[[ Information open ]]

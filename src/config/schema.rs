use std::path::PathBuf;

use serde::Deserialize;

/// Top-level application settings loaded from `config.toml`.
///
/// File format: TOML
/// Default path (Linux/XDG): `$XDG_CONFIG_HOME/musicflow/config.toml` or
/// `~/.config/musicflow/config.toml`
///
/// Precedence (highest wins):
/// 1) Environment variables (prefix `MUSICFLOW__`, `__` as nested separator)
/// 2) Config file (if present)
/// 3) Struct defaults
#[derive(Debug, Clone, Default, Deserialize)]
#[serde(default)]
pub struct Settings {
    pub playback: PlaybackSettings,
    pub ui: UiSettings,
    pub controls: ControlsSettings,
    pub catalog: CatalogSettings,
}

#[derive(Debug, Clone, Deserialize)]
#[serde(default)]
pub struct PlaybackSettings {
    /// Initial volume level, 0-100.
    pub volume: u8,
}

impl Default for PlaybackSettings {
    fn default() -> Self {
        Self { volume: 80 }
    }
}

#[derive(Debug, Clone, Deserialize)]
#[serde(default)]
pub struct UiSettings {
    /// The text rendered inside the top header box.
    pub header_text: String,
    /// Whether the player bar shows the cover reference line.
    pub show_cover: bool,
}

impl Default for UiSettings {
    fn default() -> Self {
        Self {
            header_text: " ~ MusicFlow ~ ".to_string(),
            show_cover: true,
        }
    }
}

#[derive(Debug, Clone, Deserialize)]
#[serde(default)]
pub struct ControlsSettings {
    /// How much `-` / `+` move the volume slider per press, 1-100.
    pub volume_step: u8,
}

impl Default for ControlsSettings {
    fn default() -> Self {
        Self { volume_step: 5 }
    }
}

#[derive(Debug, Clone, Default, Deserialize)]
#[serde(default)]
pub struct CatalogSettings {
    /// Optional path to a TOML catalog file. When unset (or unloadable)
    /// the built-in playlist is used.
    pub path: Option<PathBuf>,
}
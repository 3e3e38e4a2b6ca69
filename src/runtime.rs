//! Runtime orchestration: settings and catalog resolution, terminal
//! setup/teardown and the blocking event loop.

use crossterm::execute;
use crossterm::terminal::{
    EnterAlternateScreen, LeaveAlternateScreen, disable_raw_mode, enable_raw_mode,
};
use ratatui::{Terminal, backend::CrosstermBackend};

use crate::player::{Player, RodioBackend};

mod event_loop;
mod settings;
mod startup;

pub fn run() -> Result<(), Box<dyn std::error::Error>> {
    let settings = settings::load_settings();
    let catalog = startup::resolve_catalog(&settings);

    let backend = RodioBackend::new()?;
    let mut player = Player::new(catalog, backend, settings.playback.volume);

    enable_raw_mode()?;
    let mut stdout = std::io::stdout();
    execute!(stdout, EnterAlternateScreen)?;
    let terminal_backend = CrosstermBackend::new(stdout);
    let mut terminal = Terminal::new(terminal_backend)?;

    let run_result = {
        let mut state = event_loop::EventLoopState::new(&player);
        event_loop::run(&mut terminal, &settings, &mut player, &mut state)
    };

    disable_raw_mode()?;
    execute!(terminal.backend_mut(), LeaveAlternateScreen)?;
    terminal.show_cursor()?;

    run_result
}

[[ Information closed ]]
[[ Information open ]]

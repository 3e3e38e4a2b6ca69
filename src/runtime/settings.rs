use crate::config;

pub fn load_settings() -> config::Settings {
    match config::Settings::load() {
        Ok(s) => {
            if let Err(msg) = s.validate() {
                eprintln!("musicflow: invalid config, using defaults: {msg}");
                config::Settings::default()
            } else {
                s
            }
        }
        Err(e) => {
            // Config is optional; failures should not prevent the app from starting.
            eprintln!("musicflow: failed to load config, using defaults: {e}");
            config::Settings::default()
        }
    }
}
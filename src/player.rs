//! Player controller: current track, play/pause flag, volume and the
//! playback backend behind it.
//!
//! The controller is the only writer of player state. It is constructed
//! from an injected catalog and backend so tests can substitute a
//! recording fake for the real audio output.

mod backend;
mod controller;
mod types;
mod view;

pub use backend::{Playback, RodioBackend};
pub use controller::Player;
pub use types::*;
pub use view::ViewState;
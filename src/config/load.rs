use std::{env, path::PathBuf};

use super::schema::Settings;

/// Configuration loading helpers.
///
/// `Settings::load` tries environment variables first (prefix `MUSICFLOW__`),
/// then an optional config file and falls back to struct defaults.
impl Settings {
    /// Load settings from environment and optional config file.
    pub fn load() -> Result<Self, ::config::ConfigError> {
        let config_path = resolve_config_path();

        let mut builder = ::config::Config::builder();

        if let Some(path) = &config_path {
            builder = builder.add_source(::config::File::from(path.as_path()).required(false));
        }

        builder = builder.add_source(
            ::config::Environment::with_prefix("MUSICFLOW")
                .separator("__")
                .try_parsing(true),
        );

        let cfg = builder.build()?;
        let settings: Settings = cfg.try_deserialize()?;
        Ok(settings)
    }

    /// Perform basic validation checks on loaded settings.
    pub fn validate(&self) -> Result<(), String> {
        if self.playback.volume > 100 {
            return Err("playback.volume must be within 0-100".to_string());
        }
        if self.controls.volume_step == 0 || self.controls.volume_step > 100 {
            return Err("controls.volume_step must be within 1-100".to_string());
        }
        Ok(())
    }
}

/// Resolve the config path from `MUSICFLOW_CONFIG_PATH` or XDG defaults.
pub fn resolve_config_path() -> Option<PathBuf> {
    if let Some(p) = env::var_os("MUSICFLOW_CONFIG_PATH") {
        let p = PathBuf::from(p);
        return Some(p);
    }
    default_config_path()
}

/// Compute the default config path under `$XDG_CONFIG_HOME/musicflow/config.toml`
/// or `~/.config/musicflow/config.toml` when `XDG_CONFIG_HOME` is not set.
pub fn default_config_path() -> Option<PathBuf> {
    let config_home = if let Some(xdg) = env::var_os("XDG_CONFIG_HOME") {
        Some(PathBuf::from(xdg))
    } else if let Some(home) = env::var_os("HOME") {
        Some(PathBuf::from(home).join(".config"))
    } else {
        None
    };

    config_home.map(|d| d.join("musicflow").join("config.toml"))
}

[[ Information closed ]]
[[ Information open ]]

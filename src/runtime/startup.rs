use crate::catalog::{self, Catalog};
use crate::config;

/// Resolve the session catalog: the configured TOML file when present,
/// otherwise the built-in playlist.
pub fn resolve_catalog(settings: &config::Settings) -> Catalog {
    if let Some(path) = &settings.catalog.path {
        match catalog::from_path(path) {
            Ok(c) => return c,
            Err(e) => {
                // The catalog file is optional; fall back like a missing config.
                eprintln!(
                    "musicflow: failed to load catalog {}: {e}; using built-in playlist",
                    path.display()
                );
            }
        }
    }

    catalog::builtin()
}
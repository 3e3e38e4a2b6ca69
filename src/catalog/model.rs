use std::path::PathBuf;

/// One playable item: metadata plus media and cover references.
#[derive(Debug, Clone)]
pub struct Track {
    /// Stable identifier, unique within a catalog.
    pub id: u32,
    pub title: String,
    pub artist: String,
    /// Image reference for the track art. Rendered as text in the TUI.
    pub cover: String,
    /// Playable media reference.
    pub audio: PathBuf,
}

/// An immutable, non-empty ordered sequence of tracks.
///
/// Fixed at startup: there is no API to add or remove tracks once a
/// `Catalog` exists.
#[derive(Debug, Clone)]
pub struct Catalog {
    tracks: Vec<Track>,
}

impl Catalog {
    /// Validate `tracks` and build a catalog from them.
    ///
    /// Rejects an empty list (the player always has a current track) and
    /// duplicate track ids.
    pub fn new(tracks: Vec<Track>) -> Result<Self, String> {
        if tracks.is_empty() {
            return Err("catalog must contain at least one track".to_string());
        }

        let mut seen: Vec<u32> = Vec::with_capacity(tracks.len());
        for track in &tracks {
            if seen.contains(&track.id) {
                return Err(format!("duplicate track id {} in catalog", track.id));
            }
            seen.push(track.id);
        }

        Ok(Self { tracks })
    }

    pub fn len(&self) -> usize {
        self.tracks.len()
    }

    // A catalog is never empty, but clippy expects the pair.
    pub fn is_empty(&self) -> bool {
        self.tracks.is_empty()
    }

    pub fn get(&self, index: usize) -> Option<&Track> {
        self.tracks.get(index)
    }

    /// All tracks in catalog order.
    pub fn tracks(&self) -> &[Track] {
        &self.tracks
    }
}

[[ Information closed ]]

§ **The task**
Within the data above, find the lines that contain the word "return" and copy each of them.

§ **Answer for the task**
            return Err("playback.volume must be within 0-100".to_string());
            return Err("controls.volume_step must be within 1-100".to_string());
        return Some(p);
            Ok(c) => return c,
            return Err("catalog must contain at least one track".to_string());
                return Err(format!("duplicate track id {} in catalog", track.id));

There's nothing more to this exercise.